Since this report concerns a possible security risk, an incomplete security advisory task has been added while the core security reviewers for the affected project or projects confirm the bug and discuss the scope of any vulnerability along with potential solutions.

The way the description reads, this seems like a solution proposal rather than a vulnerability report. If there are specific information leaks for which we need to issue a broad advisory, please include clear details and example output demonstrating each leak along with the set of steps necessary for a user of the service to predictably reproduce them in production.

Otherwise I'm inclined to consider this a security hardening opportunity, in which case it should use the "security" bug tag rather than the "Public Security" information type reserved by the VMT for vulnerability reporting.

Fix proposed to branch: master
Review: https://review.openstack.org/490320

Switching the OSSA task to Won't Fix since this looks like a class D (harderning) at most.

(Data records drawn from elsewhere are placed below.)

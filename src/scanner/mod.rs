//! One pass over the configured feeds.
//!
//! ```text
//! FeedSource → Fetcher → Normalizer → IdentityKey → SeenSet? → DeliveryQueue
//! ```
//!
//! A feed that fails to fetch or parse is logged and skipped; the rest of
//! the pass carries on.

use std::collections::HashMap;
use std::sync::Arc;

use tracing::{debug, info, warn};

use crate::app::Result;
use crate::delivery::DeliveryQueue;
use crate::domain::{FeedSource, Notification, SeenSet};
use crate::fetcher::{FetchResult, Fetcher};
use crate::identity::IdentityKey;
use crate::normalizer::Normalizer;

/// Conditional-request validators from the last successful fetch.
#[derive(Debug, Clone, Default)]
struct Validators {
    etag: Option<String>,
    last_modified: Option<String>,
}

/// Outcome counters for one scan pass.
#[derive(Debug, Clone, Default, PartialEq, Eq)]
pub struct ScanReport {
    pub feeds_scanned: usize,
    pub feeds_failed: usize,
    pub queued: usize,
}

impl ScanReport {
    pub fn all_failed(&self) -> bool {
        self.feeds_scanned > 0 && self.feeds_failed == self.feeds_scanned
    }
}

pub struct FeedScanner {
    fetcher: Arc<dyn Fetcher + Send + Sync>,
    normalizer: Normalizer,
    validators: HashMap<FeedSource, Validators>,
}

impl FeedScanner {
    pub fn new(fetcher: Arc<dyn Fetcher + Send + Sync>, normalizer: Normalizer) -> Self {
        Self {
            fetcher,
            normalizer,
            validators: HashMap::new(),
        }
    }

    /// Scan `sources` in order, recording new keys in `seen` and queueing a
    /// notification for each.
    pub async fn scan(
        &mut self,
        sources: &[FeedSource],
        seen: &mut SeenSet,
        queue: &DeliveryQueue,
    ) -> ScanReport {
        let mut report = ScanReport::default();

        for source in sources {
            info!("Checking feed: {}", source);
            report.feeds_scanned += 1;

            match self.scan_feed(source, seen, queue).await {
                Ok(count) => {
                    if count > 0 {
                        info!("  {} new entries from {}", count, source);
                    }
                    report.queued += count;
                }
                Err(e) => {
                    warn!("  Error checking {}: {}", source, e);
                    report.feeds_failed += 1;
                }
            }
        }

        report
    }

    async fn scan_feed(
        &mut self,
        source: &FeedSource,
        seen: &mut SeenSet,
        queue: &DeliveryQueue,
    ) -> Result<usize> {
        let cached = self.validators.get(source).cloned().unwrap_or_default();
        let result = self
            .fetcher
            .fetch(
                source.as_str(),
                cached.etag.as_deref(),
                cached.last_modified.as_deref(),
            )
            .await?;

        let (entries, validators) = match result {
            FetchResult::NotModified => {
                debug!("Feed {} not modified", source);
                return Ok(0);
            }
            FetchResult::Content {
                body,
                etag,
                last_modified,
            } => (
                self.normalizer.normalize(&body)?,
                Validators {
                    etag,
                    last_modified,
                },
            ),
        };

        let mut queued = 0;
        for entry in &entries {
            let key = IdentityKey::derive(source, entry);
            if seen.contains(&key) {
                continue;
            }

            let notification = Notification::from_entry(entry);
            info!("Queuing: {}", notification.title);
            queue.enqueue(notification)?;
            seen.insert(key);
            queued += 1;
        }

        // Only a fully enqueued body may be skipped with a 304 next time.
        self.validators.insert(source.clone(), validators);
        Ok(queued)
    }
}
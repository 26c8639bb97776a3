use std::sync::Arc;

use crate::app::error::Result;
use crate::config::Config;
use crate::fetcher::http_fetcher::HttpFetcher;
use crate::fetcher::Fetcher;
use crate::normalizer::Normalizer;
use crate::sink::{Sink, WebhookSink};
use crate::store::{FileSeenStore, SeenStore};

/// Every collaborator the relay needs, built from one [`Config`].
pub struct AppContext {
    pub config: Config,
    pub fetcher: Arc<dyn Fetcher + Send + Sync>,
    pub normalizer: Normalizer,
    pub store: Arc<dyn SeenStore + Send + Sync>,
    pub sink: Arc<dyn Sink + Send + Sync>,
    pub completion_sink: Arc<dyn Sink + Send + Sync>,
}

impl AppContext {
    pub fn new(config: Config) -> Result<Self> {
        config.validate()?;

        let fetcher: Arc<dyn Fetcher + Send + Sync> = Arc::new(HttpFetcher::new(
            config.feeds.request_timeout,
            &config.feeds.user_agent,
        )?);
        let store: Arc<dyn SeenStore + Send + Sync> =
            Arc::new(FileSeenStore::new(&config.feeds.seen_file));

        let delivery = &config.delivery;
        let sink: Arc<dyn Sink + Send + Sync> = Arc::new(WebhookSink::new(
            delivery.webhook_url.clone(),
            delivery.request_timeout,
            delivery.default_retry_after,
        )?);
        let completion_sink: Arc<dyn Sink + Send + Sync> = Arc::new(WebhookSink::new(
            delivery.completion_url(),
            delivery.request_timeout,
            delivery.default_retry_after,
        )?);

        Ok(Self {
            config,
            fetcher,
            normalizer: Normalizer::new(),
            store,
            sink,
            completion_sink,
        })
    }
}
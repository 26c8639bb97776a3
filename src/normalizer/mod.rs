use feed_rs::model::Link;
use feed_rs::parser;
use html_escape::decode_html_entities;

use crate::app::{RelayError, Result};
use crate::domain::Entry;

#[derive(Clone)]
pub struct Normalizer;

impl Default for Normalizer {
    fn default() -> Self {
        Self::new()
    }
}

impl Normalizer {
    pub fn new() -> Self {
        Self
    }

    pub fn normalize(&self, body: &[u8]) -> Result<Vec<Entry>> {
        // feed-rs invents an id for entries without one; keep it empty so
        // the identity fallbacks apply instead.
        let feed = parser::Builder::new()
            .id_generator(|_, _, _| String::new())
            .build()
            .parse(body)
            .map_err(|e| RelayError::FeedParse(e.to_string()))?;

        let entries = feed
            .entries
            .into_iter()
            .map(|entry| Entry {
                id: Some(entry.id).filter(|id| !id.is_empty()),
                link: primary_link(&entry.links),
                title: entry
                    .title
                    .map(|t| decode_html_entities(&t.content).trim().to_string()),
                published: entry.published.or(entry.updated).map(|dt| dt.to_rfc3339()),
            })
            .collect();

        Ok(entries)
    }
}

/// The entry's `alternate` link (or one with no `rel`, which means the
/// same), else whatever comes first.
fn primary_link(links: &[Link]) -> Option<String> {
    links
        .iter()
        .find(|l| l.rel.as_deref().map_or(true, |rel| rel == "alternate"))
        .or_else(|| links.first())
        .map(|l| l.href.clone())
}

Reviewed: https://review.openstack.org/490320
Committed: https://git.openstack.org/cgit/openstack/heat/commit/?id=8cdfc3b293027292d21974b8152f42426d1f61ae
Submitter: Zuul
Branch: master

commit 8cdfc3b293027292d21974b8152f42426d1f61ae
Author: huangtianhua <email address hidden>
Date: Thu Aug 3 11:56:11 2017 +0800

    Don't return the sensitive information to user

    We return back the sensitive information to user
    when some exceptions happened, for example,
    when DBError happened, we return the whole sql
    statement to user, it's not safe.
    This patch changes to return the message if the
    exception is the HeatException, otherwise the message
    won't be revealed to user.

    Change-Id: I6e01b1003a39106274e79c3b413917a30b5651b6
    Closes-Bug: #1708122

This issue was fixed in the openstack/heat 10.0.0.0b2 development milestone.